The other main outcome of the present study was that children with migraine had lower quality of life in various domains as compared to healthy controls. This is supported by previous reports. For example, Powers (11, 12) found that migraine may reduce children's QoL, and this impact may differ by age group: teens reported lower school functioning than older and younger children and younger children reported lower social functioning than older children and teens (11). Physical complaints as well as mental problems can adversely affect a patient's quality of life (QOL) (44, 45). This may be reflected directly by children's self-reports, as found in our study.

The present study is the first, to our knowledge, to find a correlation between the reduction in social quality of life in children with migraine and the PedMIDAS score. Nevertheless, this study not only supports the relationship between migraine influence and children's HRQoL, but it brings innovative information about the involvement and contribution of sensory processing difficulties to the prediction of children's HRQoL. This prediction together with the result according to which greater sensory processing difficulties correlated with lower quality of life in the physical as well as in the psychosocial and school domains, emphasizes the relevance of screening for sensory processing difficulties among children with migraine and refer to their impacts on child's daily life in intervention programs.

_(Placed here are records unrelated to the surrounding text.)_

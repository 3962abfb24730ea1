use std::collections::HashSet;

use poise::serenity_prelude::UserId;

use super::SubmissionRecord;

/// Serializable copy of the submission store.
///
/// Records are kept in insertion order, which is also the tie-breaking order of the ranking.
#[derive(Clone, Debug, Default, PartialEq, Eq)]
pub struct Snapshot {
    pub records: Vec<SubmissionRecord>,
    pub submitted_users: HashSet<UserId>,
}

impl Snapshot {
    pub fn is_empty(&self) -> bool {
        self.records.is_empty() && self.submitted_users.is_empty()
    }
}
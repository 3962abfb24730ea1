mod conversion;
mod snapshot_repository;

pub use snapshot_repository::{SnapshotRepository, SnapshotStorage};

#[cfg(test)]
pub mod memory;
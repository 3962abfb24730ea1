//! Keeps the voter role in line with live reactions.
//!
//! A member gets the role on their first tracked-emoji reaction in the channel and loses it when
//! they withdraw their last one. Finding the last one means re-reading the reactors of every
//! message in the scanned history window, so a removal costs one request per reacted message
//! within the newest `scan_limit` messages. Reactions on older messages are not seen.

use std::sync::Arc;

use poise::serenity_prelude::{RoleId, UserId};
use tracing::{debug, info, warn};

use crate::platform::{Platform, PlatformResult};

#[derive(Clone, Copy, Debug, PartialEq, Eq)]
pub enum VoterChange {
    Granted,
    Revoked,
    Unchanged,
}

pub struct VoterRoles {
    platform: Arc<dyn Platform>,
    voter_role: RoleId,
    scan_limit: u8,
}

impl VoterRoles {
    pub fn new(platform: Arc<dyn Platform>, voter_role: RoleId, scan_limit: u8) -> VoterRoles {
        VoterRoles {
            platform,
            voter_role,
            scan_limit,
        }
    }

    #[tracing::instrument(skip(self))]
    pub async fn reaction_added(&self, user: UserId) -> VoterChange {
        let member = match self.platform.member(user).await {
            Ok(member) => member,
            Err(err) => {
                warn!("Could not look up the reacting member: {err}");
                return VoterChange::Unchanged;
            }
        };

        if member.bot || member.has_role(self.voter_role) {
            return VoterChange::Unchanged;
        }

        match self.platform.add_role(user, self.voter_role).await {
            Ok(()) => {
                info!("Granted the voter role");
                VoterChange::Granted
            }
            Err(err) => {
                warn!("Could not grant the voter role: {err}");
                VoterChange::Unchanged
            }
        }
    }

    #[tracing::instrument(skip(self))]
    pub async fn reaction_removed(&self, user: UserId) -> VoterChange {
        let member = match self.platform.member(user).await {
            Ok(member) => member,
            Err(err) => {
                warn!("Could not look up the member who removed a reaction: {err}");
                return VoterChange::Unchanged;
            }
        };

        if member.bot || !member.has_role(self.voter_role) {
            return VoterChange::Unchanged;
        }

        match self.still_voting(user).await {
            Ok(true) => {
                debug!("Still voting elsewhere, keeping the voter role");
                VoterChange::Unchanged
            }
            Ok(false) => match self.platform.remove_role(user, self.voter_role).await {
                Ok(()) => {
                    info!("Revoked the voter role");
                    VoterChange::Revoked
                }
                Err(err) => {
                    warn!("Could not revoke the voter role: {err}");
                    VoterChange::Unchanged
                }
            },
            Err(err) => {
                warn!("Could not scan the channel for remaining votes: {err}");
                VoterChange::Unchanged
            }
        }
    }

    async fn still_voting(&self, user: UserId) -> PlatformResult<bool> {
        let messages = self.platform.recent_messages(self.scan_limit).await?;

        for message in messages.iter().filter(|m| m.has_tracked_reaction) {
            let reactors = self.platform.tracked_reactors(message.id).await?;
            if reactors.iter().any(|r| r.id == user) {
                return Ok(true);
            }
        }

        Ok(false)
    }
}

Moreover, based on previous reports highlighting the correlations between sensory processing difficulties, emotional status and hyperarousability (that frequently characterize individuals with migraine), intervention programs should consider the commonality of anxiety disorders, depressive disorders and other forms of psychopathology in children, and adolescence with migraine (4, 46–48) with respect to sensory processing difficulties and to quality of life. By referring to these interactions in research and practice, we may better understand other factors, such as SPD, that may be associated with higher levels of somatic and emotional complaints in children that lead to poorer school attendance, school refusal, and poorer academic performance (49, 50). Thus, by applying this broad perspective screen for SPD, early intervention may be provided, focusing on providing coping strategies to deal with the sensory difficulties and optimize function. By that, clinicians may reduce the negative consequences of migraine and related difficulties in terms of social, academic and personal adjustment (51, 52), and elevate children's HRQoL.

Limitations

Our study has a few limitations. This study was conducted in tertiary pediatric clinics, and not on a sample of healthy children (like a school-based study). According to Berkson's principal (53), people who seek medical care are more likely to have more than one medical problem. Therefore, the relationship between two diseases should not be studied in such a population. In addition, in this study we did not formally assess allodynia.

Conclusions

Sensory processing difficulties may characterize children with migraine and reduce their quality of life. Hence, sensory processing difficulties should be screened and treated when relevant, with respect to their impacts on children's daily function and quality of life. The implication of these findings as regards the treatment of migraine in children needs further study.

Ethics Statement

This study was carried out in accordance with the recommendations of name of guidelines, Bnai Zion IRB number bnz 21-14 with written informed consent from all subjects. All subjects gave written informed consent in accordance with the Declaration of Helsinki. The protocol was approved by the Bnai Zion IRB number bnz 21-14.

Author Contributions

All authors listed have made a substantial, direct and intellectual contribution to the work, and approved it for publication.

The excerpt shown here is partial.